----- Records for processing -----

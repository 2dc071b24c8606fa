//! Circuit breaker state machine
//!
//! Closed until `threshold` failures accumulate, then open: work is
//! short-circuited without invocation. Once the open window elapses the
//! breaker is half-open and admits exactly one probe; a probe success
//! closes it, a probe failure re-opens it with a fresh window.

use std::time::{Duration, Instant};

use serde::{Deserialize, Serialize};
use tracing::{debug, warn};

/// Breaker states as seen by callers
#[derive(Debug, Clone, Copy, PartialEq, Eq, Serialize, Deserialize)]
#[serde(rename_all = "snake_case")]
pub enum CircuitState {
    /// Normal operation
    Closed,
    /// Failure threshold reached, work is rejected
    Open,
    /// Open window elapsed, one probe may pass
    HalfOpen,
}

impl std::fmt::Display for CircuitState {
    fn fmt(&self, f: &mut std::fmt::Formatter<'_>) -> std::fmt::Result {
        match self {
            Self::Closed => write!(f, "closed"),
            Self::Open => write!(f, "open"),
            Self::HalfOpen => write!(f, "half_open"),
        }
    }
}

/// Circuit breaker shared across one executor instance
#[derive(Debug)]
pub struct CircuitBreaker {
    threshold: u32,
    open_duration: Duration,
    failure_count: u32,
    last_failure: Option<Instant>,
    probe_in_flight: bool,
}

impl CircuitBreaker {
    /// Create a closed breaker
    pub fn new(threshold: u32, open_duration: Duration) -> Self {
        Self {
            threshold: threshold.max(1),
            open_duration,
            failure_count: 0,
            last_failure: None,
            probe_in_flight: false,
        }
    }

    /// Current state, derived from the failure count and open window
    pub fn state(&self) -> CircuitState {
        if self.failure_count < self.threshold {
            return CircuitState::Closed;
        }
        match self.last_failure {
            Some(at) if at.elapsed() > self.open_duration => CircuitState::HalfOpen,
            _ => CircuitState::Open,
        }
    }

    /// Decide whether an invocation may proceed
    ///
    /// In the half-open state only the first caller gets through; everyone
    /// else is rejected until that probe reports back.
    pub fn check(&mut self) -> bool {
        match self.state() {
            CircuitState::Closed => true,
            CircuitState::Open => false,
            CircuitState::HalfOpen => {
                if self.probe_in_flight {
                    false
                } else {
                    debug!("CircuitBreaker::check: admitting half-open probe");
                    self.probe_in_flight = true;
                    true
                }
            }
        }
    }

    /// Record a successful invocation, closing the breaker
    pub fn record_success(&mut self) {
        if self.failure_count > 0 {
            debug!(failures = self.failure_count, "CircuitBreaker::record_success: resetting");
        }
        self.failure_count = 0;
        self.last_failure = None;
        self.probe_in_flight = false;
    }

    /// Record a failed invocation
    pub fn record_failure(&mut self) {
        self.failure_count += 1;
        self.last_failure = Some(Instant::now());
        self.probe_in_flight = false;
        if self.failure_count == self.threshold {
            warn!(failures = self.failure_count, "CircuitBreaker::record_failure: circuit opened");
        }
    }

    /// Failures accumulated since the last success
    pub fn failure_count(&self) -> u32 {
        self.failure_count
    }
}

-----
----- Records for processing -----

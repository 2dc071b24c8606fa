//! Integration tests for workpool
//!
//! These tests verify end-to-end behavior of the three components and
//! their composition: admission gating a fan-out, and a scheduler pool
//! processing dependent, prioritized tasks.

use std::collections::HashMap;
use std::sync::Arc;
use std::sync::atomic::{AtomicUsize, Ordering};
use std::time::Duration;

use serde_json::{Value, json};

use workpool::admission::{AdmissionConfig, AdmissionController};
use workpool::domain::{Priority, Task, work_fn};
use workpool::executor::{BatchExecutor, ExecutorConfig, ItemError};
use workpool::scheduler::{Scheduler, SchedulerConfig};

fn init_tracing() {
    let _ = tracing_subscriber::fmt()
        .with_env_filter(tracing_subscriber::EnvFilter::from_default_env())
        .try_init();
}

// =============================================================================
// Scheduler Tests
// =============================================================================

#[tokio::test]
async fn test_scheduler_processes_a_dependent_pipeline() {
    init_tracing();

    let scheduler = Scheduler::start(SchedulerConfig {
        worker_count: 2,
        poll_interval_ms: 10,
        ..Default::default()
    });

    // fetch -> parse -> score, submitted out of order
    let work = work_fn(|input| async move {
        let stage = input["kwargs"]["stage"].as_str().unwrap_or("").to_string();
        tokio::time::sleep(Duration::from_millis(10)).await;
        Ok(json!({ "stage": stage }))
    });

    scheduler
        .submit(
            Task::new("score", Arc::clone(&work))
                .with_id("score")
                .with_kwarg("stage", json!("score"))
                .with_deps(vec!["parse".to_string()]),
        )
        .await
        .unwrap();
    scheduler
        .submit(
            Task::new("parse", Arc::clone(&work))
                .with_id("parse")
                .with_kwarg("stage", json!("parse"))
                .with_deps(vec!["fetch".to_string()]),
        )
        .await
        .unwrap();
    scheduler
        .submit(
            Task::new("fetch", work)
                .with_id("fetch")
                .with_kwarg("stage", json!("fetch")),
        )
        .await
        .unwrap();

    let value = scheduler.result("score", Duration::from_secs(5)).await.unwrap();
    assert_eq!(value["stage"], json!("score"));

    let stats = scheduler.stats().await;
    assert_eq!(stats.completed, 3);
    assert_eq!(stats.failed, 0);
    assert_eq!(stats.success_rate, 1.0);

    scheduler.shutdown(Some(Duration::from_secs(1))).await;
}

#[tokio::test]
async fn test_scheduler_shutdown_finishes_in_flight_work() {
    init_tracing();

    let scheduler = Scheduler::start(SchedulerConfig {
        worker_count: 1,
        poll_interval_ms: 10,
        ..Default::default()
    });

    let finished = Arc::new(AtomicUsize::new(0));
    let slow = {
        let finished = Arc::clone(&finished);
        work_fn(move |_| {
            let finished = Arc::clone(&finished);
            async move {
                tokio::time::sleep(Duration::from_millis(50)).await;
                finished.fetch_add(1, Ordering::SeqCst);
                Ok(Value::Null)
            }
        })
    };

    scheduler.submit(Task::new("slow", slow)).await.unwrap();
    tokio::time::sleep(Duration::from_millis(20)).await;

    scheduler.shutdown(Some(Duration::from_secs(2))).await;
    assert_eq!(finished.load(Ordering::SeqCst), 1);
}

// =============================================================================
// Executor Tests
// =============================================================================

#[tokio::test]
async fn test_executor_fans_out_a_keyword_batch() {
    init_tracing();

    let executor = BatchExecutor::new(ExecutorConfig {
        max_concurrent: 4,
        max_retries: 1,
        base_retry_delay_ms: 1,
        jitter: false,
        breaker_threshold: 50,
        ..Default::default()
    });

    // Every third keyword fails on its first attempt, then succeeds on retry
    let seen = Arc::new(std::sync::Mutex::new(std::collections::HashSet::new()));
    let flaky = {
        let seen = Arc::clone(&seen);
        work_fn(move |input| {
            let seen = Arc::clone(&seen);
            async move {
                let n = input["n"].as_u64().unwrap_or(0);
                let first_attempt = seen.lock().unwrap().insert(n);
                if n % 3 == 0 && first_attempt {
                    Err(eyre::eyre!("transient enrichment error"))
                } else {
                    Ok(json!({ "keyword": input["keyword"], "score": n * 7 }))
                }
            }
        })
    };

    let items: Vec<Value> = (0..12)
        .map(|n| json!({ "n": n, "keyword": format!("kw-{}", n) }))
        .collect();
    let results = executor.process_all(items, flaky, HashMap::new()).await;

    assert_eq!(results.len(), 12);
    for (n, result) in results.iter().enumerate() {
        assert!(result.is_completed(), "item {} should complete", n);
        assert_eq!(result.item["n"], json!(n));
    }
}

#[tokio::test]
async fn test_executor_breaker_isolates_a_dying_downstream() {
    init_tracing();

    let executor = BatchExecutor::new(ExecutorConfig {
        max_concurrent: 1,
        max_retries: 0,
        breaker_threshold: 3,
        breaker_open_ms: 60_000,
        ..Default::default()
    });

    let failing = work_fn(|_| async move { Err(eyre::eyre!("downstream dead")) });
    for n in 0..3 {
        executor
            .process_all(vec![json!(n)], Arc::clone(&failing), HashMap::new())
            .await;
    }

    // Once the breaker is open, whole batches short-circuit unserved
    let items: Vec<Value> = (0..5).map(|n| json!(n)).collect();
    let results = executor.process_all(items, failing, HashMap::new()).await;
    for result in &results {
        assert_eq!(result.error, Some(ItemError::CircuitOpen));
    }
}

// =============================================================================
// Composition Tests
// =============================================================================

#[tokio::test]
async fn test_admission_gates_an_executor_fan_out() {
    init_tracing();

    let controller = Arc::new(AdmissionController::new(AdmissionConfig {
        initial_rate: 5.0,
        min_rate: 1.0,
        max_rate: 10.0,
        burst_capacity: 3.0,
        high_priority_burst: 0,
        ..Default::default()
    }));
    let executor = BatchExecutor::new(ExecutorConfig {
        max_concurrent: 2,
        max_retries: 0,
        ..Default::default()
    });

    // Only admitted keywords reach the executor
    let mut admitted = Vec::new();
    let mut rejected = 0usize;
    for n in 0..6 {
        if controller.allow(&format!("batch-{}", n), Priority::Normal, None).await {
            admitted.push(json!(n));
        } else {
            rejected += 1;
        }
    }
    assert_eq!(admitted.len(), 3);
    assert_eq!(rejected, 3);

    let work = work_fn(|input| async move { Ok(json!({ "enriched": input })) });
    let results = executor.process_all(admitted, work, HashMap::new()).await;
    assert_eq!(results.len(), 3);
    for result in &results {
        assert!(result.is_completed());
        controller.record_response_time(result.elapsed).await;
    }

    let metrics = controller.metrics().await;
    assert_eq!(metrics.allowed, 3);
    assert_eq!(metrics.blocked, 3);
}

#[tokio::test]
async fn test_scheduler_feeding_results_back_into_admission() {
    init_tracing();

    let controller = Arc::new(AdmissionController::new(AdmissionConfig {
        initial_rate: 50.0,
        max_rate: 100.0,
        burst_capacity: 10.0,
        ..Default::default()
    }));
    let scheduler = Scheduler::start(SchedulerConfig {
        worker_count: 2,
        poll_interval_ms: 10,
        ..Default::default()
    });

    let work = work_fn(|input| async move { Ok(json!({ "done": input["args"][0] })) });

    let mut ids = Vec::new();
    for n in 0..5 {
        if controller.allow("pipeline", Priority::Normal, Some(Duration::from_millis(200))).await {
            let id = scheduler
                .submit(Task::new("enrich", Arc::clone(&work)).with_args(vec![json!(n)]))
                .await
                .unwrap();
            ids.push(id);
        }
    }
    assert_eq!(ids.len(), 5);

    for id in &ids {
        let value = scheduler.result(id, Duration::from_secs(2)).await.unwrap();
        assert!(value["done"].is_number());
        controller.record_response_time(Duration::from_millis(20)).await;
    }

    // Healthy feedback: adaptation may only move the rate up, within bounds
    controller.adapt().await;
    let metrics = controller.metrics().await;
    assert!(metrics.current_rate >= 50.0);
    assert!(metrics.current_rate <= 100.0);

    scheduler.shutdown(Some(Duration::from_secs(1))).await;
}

-----

> Work required
Everything from the line containing "tests for workpool" through the line containing "use std::time::Duration;" in the material above should be retyped exactly, both ends included, and nothing more.

> Output of the task
//! Integration tests for workpool
//!
//! These tests verify end-to-end behavior of the three components and
//! their composition: admission gating a fan-out, and a scheduler pool
//! processing dependent, prioritized tasks.

use std::collections::HashMap;
use std::sync::Arc;
use std::sync::atomic::{AtomicUsize, Ordering};
use std::time::Duration;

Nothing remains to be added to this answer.